Saved entries:
+++

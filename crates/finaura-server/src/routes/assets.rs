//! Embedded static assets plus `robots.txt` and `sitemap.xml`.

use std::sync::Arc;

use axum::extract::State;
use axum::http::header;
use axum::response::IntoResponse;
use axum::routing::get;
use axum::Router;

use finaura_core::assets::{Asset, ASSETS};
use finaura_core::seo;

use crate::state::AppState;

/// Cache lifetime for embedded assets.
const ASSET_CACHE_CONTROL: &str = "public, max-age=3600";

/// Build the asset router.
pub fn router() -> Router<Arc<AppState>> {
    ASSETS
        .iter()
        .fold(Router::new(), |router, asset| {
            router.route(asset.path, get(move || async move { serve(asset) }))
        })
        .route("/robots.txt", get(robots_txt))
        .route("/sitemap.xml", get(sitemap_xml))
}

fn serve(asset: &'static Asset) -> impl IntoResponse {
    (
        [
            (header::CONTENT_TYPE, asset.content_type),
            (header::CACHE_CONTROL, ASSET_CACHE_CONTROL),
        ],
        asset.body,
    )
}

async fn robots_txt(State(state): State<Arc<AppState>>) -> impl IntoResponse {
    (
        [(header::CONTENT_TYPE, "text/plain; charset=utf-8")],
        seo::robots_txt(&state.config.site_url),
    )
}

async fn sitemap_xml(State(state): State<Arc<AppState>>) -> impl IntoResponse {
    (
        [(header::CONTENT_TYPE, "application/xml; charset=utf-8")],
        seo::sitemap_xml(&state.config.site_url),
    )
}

+++

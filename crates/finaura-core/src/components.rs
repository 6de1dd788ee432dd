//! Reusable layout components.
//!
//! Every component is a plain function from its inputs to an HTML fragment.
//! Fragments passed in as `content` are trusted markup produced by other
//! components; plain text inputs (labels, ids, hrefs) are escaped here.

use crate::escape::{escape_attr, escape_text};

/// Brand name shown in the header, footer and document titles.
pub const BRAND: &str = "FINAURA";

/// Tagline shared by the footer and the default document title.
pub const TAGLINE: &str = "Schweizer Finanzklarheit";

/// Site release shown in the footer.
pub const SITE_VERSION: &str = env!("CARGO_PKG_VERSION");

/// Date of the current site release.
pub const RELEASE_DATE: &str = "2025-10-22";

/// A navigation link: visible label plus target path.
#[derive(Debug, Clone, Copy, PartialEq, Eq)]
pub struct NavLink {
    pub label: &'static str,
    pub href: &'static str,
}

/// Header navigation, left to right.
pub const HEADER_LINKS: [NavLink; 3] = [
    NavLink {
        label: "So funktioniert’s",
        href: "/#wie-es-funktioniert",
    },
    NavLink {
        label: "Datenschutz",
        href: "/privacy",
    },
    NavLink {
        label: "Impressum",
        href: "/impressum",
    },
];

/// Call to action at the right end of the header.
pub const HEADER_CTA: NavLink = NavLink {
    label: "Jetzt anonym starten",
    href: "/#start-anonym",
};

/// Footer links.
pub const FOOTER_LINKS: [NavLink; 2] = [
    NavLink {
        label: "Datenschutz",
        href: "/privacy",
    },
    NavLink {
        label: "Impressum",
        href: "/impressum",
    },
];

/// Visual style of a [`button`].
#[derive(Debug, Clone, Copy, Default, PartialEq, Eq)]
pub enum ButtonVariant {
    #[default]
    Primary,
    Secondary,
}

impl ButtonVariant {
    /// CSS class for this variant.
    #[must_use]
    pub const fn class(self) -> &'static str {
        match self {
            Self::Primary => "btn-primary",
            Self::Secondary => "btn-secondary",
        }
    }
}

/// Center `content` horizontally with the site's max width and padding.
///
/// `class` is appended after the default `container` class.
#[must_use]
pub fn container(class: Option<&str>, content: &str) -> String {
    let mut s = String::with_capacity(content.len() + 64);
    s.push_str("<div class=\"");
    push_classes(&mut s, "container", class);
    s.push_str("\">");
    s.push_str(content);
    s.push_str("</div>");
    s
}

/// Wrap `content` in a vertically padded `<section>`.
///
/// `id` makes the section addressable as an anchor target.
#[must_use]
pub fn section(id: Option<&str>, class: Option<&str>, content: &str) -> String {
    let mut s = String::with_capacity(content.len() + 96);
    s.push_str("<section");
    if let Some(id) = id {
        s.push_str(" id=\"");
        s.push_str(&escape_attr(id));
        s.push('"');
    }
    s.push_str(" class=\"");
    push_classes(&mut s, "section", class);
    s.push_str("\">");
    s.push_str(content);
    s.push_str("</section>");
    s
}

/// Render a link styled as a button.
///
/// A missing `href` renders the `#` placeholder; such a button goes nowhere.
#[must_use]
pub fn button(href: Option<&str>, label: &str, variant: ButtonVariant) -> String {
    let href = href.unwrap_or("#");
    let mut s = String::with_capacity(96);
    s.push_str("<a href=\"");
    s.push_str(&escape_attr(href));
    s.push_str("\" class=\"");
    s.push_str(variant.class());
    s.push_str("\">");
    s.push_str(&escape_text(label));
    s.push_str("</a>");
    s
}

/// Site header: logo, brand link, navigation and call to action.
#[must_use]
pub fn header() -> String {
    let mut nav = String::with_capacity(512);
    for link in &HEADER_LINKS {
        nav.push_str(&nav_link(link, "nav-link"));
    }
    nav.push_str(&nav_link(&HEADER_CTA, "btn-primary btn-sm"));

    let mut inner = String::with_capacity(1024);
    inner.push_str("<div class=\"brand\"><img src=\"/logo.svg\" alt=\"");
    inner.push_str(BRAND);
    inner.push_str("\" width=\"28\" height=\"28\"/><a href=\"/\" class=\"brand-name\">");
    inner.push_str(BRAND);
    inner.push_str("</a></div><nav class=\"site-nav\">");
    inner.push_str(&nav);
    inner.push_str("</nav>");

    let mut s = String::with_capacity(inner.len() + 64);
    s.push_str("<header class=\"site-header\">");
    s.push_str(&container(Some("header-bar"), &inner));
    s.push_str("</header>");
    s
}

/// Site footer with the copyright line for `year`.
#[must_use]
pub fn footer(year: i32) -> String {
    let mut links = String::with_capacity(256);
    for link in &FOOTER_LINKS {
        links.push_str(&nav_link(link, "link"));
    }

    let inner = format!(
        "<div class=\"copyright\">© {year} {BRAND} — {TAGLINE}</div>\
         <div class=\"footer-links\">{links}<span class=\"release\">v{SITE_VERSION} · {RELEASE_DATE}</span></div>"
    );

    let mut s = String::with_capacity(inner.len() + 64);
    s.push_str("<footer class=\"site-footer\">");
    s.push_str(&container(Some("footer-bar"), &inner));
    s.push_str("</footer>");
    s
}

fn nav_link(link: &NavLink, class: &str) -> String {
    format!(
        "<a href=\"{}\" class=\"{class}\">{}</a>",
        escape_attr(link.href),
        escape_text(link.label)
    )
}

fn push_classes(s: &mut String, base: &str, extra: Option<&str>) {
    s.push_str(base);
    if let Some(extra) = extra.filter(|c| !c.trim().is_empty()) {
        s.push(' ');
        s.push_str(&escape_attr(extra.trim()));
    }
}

+++

Your task: Copy each line in the entries above where "crates" turns up.

Task response:
filename crates/finaura-server/src/routes/assets.rs
filename crates/finaura-core/src/components.rs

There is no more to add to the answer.